In the Middle Ages, it was a dominant center of the ethnic German (and since 16th century also Italian) citizens of Prague. It also housed a large number of noble palaces while the right-bank towns were comparatively more bourgeois and more Bohemian Czech.
The name Malá Strana translated into English literally means "Little Side", though it is frequently referred to as "Lesser Town", "Lesser Quarter", or "Lesser Side". This name derives from its position on the left (west) bank of the river Vltava, on the slopes just below the Prague Castle, in opposition to the larger towns of Prague on the right bank, to which it is conjoined by the Charles Bridge.
The town was originally called the New Town beneath the Prague Castle (Czech: Nové Město pod Pražským hradem) after 1257 when it was founded.
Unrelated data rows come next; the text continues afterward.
// Database row models (internal, may differ from the public DTOs)

use chrono::{DateTime, Utc};
use sqlx::FromRow;
use uuid::Uuid;

use tasklane_core::{
    ActivityLogEntry, RecurrenceKind, RecurrencePattern, Reminder, ReminderStatus, Task,
    TaskPriority,
};

use crate::store::StoreError;

#[derive(Debug, Clone, FromRow)]
pub struct TaskRow {
    pub id: Uuid,
    pub user_id: String,
    pub title: String,
    pub description: String,
    pub due_date: Option<DateTime<Utc>>,
    pub priority: String,
    pub is_complete: bool,
    pub tags: Vec<String>,
    pub recurrence_id: Option<Uuid>,
    pub parent_task_id: Option<Uuid>,
    pub reminder_offset_minutes: Option<i64>,
    pub created_at: DateTime<Utc>,
}

impl TryFrom<TaskRow> for Task {
    type Error = StoreError;

    fn try_from(row: TaskRow) -> Result<Self, Self::Error> {
        Ok(Task {
            id: row.id,
            user_id: row.user_id,
            title: row.title,
            description: row.description,
            due_date: row.due_date,
            priority: parse_priority(&row.priority)?,
            is_complete: row.is_complete,
            tags: row.tags,
            recurrence_id: row.recurrence_id,
            parent_task_id: row.parent_task_id,
            reminder_offset_minutes: row.reminder_offset_minutes,
            created_at: row.created_at,
        })
    }
}

#[derive(Debug, Clone, FromRow)]
pub struct ReminderRow {
    pub id: Uuid,
    pub task_id: Uuid,
    pub user_id: String,
    pub scheduled_time: DateTime<Utc>,
    pub status: String,
    pub delivery_channel: String,
    pub retry_count: i32,
    pub sent_at: Option<DateTime<Utc>>,
    pub error_message: Option<String>,
    pub created_at: DateTime<Utc>,
}

impl TryFrom<ReminderRow> for Reminder {
    type Error = StoreError;

    fn try_from(row: ReminderRow) -> Result<Self, Self::Error> {
        Ok(Reminder {
            id: row.id,
            task_id: row.task_id,
            user_id: row.user_id,
            scheduled_time: row.scheduled_time,
            status: parse_status(&row.status)?,
            delivery_channel: row.delivery_channel,
            retry_count: row.retry_count.max(0) as u32,
            sent_at: row.sent_at,
            error_message: row.error_message,
            created_at: row.created_at,
        })
    }
}

#[derive(Debug, Clone, FromRow)]
pub struct RecurrencePatternRow {
    pub id: Uuid,
    pub user_id: String,
    pub kind: String,
    pub repeat_interval: i32,
    pub days_of_week: Option<sqlx::types::Json<Vec<u32>>>,
    pub day_of_month: Option<i32>,
    pub month_of_year: Option<i32>,
    pub end_date: Option<DateTime<Utc>>,
    pub created_at: DateTime<Utc>,
}

impl TryFrom<RecurrencePatternRow> for RecurrencePattern {
    type Error = StoreError;

    fn try_from(row: RecurrencePatternRow) -> Result<Self, Self::Error> {
        Ok(RecurrencePattern {
            id: row.id,
            user_id: row.user_id,
            kind: parse_kind(&row.kind)?,
            interval: row.repeat_interval.max(1) as u32,
            days_of_week: row.days_of_week.map(|json| json.0),
            day_of_month: row.day_of_month.map(|d| d.max(1) as u32),
            month_of_year: row.month_of_year.map(|m| m.max(1) as u32),
            end_date: row.end_date,
            created_at: row.created_at,
        })
    }
}

#[derive(Debug, Clone, FromRow)]
pub struct ActivityRow {
    pub id: Uuid,
    pub user_id: String,
    pub event_type: String,
    pub entity_type: String,
    pub entity_id: Uuid,
    pub occurred_at: DateTime<Utc>,
    pub details: serde_json::Value,
    pub correlation_id: Option<String>,
}

impl From<ActivityRow> for ActivityLogEntry {
    fn from(row: ActivityRow) -> Self {
        ActivityLogEntry {
            id: row.id,
            user_id: row.user_id,
            event_type: row.event_type,
            entity_type: row.entity_type,
            entity_id: row.entity_id,
            timestamp: row.occurred_at,
            details: row.details,
            correlation_id: row.correlation_id,
        }
    }
}

pub(crate) fn parse_status(s: &str) -> Result<ReminderStatus, StoreError> {
    match s {
        "pending" => Ok(ReminderStatus::Pending),
        "fired" => Ok(ReminderStatus::Fired),
        "sent" => Ok(ReminderStatus::Sent),
        "cancelled" => Ok(ReminderStatus::Cancelled),
        "failed" => Ok(ReminderStatus::Failed),
        other => Err(StoreError::Decode(format!("unknown reminder status: {other}"))),
    }
}

pub(crate) fn parse_kind(s: &str) -> Result<RecurrenceKind, StoreError> {
    match s {
        "daily" => Ok(RecurrenceKind::Daily),
        "weekly" => Ok(RecurrenceKind::Weekly),
        "monthly" => Ok(RecurrenceKind::Monthly),
        "yearly" => Ok(RecurrenceKind::Yearly),
        "custom" => Ok(RecurrenceKind::Custom),
        other => Err(StoreError::Decode(format!("unknown recurrence kind: {other}"))),
    }
}

pub(crate) fn parse_priority(s: &str) -> Result<TaskPriority, StoreError> {
    match s {
        "low" => Ok(TaskPriority::Low),
        "medium" => Ok(TaskPriority::Medium),
        "high" => Ok(TaskPriority::High),
        "urgent" => Ok(TaskPriority::Urgent),
        other => Err(StoreError::Decode(format!("unknown task priority: {other}"))),
    }
}

#[cfg(test)]
mod tests {
    use super::*;

    #[test]
    fn test_parse_status() {
        assert_eq!(parse_status("fired").unwrap(), ReminderStatus::Fired);
        assert!(parse_status("exploded").is_err());
    }

    #[test]
    fn test_parse_priority() {
        assert_eq!(parse_priority("urgent").unwrap(), TaskPriority::Urgent);
        assert!(parse_priority("medium-rare").is_err());
    }
}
After Charles IV founded the New Town of Prague in 1348, the town was renamed the Lesser Town of Prague (Czech: Menší Město pražské). In the 17th century the unofficial name Little Quarter (Czech: Malá Strana) was first used.
Malá Strana was founded by the King Ottokar II of Bohemia in 1257. As a royal town (a town founded by the king) it got many privileges. It was created by amalgamating a number of settlements beneath the Prague Castle into a single administrative unit. The original residents were expelled and mostly German craftsmen and merchants were invited by the king. Even though the city was royal, the king did not master the city as a whole.
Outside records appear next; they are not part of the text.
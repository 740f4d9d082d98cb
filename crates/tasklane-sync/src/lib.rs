//! # Real-time Sync
//!
//! Keeps every live session of a user consistent: task lifecycle events
//! are fanned out to all of that user's connections in publish order, and
//! brief disconnects are bridged by replaying from a bounded lookback
//! buffer keyed to the client's last delivered event id. Clients whose
//! checkpoint has aged out of the window are told to perform a full
//! resync through the task-store surface instead.

pub mod broadcaster;
pub mod frames;
pub mod in_app;
pub mod registry;
pub mod replay;

pub use broadcaster::SyncBroadcaster;
pub use frames::{ClientMessage, Frame, SyncRequestData};
pub use in_app::InAppChannel;
pub use registry::ConnectionRegistry;
pub use replay::{ReplayBuffer, ReplayOutcome};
In 1419-1420 the Lesser Town was burnt down by Hussites. In 1541 the town was strongly damaged again by a fire. Because of the fire 50 people died. After this fire the town was rebuilt in the Renaissance style and many palaces of nobility were built there.
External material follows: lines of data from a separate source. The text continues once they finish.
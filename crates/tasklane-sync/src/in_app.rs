//! In-app delivery channel
//!
//! Delivers reminder notifications by pushing a notification frame over
//! the user's live connections. A user with no live connection still
//! counts as delivered: the outcome lands in the activity log either way,
//! and holding the reminder hostage to connectivity would retry forever.

use std::sync::Arc;

use async_trait::async_trait;
use tracing::debug;

use tasklane_engine::{DeliveryChannel, DeliveryOutcome, NotificationMessage};

use crate::frames::Frame;
use crate::registry::ConnectionRegistry;

pub struct InAppChannel {
    registry: Arc<ConnectionRegistry>,
}

impl InAppChannel {
    pub fn new(registry: Arc<ConnectionRegistry>) -> Self {
        Self { registry }
    }
}

#[async_trait]
impl DeliveryChannel for InAppChannel {
    fn name(&self) -> &str {
        "in-app"
    }

    async fn deliver(&self, message: &NotificationMessage) -> DeliveryOutcome {
        let frame = Frame::notification(message);
        let sent = self.registry.broadcast_to_user(&message.user_id, &frame);
        debug!(
            user_id = %message.user_id,
            connections = sent,
            "in-app notification pushed"
        );
        DeliveryOutcome::Delivered
    }
}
The market place, now known as Malostranské náměstí (Lesser Town Square), was the center of the town. This square is divided into the upper and lower parts with the St. Nicholas Church in the middle.
Baroque architecture predominates in Malá Strana, but the history of the district dates back to far before the Baroque era. Baroque architecture eventually dominated when the style became successfully implanted on Malá Strana after the district was devastated by fires in 1541.
Points of interestEdit
- The most extensive building of the Baroque Era on Malá Strana is the Wallenstein Palace. Albrecht von Wallenstein was a military general-in-chief of Emperor Ferdinand II. Under his order 26 new houses and old gates were built on the freed place. The extensive palace complex with five courtyards and the garden, which is set as a French Park.
- The churches are the most frequent and interesting developments on Malá Strana. The finest one and the most prominent is the St. Nicholas Church. This is a masterpiece of Christoph and Kilian Ignaz Dientzenhofer, father and son. The finest painting in the church is an apotheosis of St. Nicholas, the defender of children, seamen, and wayfollowers. This painting is set in the dome. It depicts an apotheosis of Saint Trinity.
- The famous statue of the Holy Infant Jesus of Prague is in the Church of Our Lady Victorious in Malá Strana. The devotion and the church drew millions of Roman Catholic faithful to Malá Strana throughout the years.
- In 1989, the Prague Embassy of West Germany, in the Palais Lobkowicz, was the site of a drama involving thousands of East German refugees. Their cars were left behind in the quarter.
- The famous Czech novelist Jan Neruda was born, lived in and wrote about Malá Strana; Nerudova Street is named after him.
- The Petřín lookout tower is located in Malá Strana.
- The Czech composer Bohuslav Martinu lived in an apartment near Kampa Island in the Malá Strana while a conservatory student, and a plaque now commemorates his stay.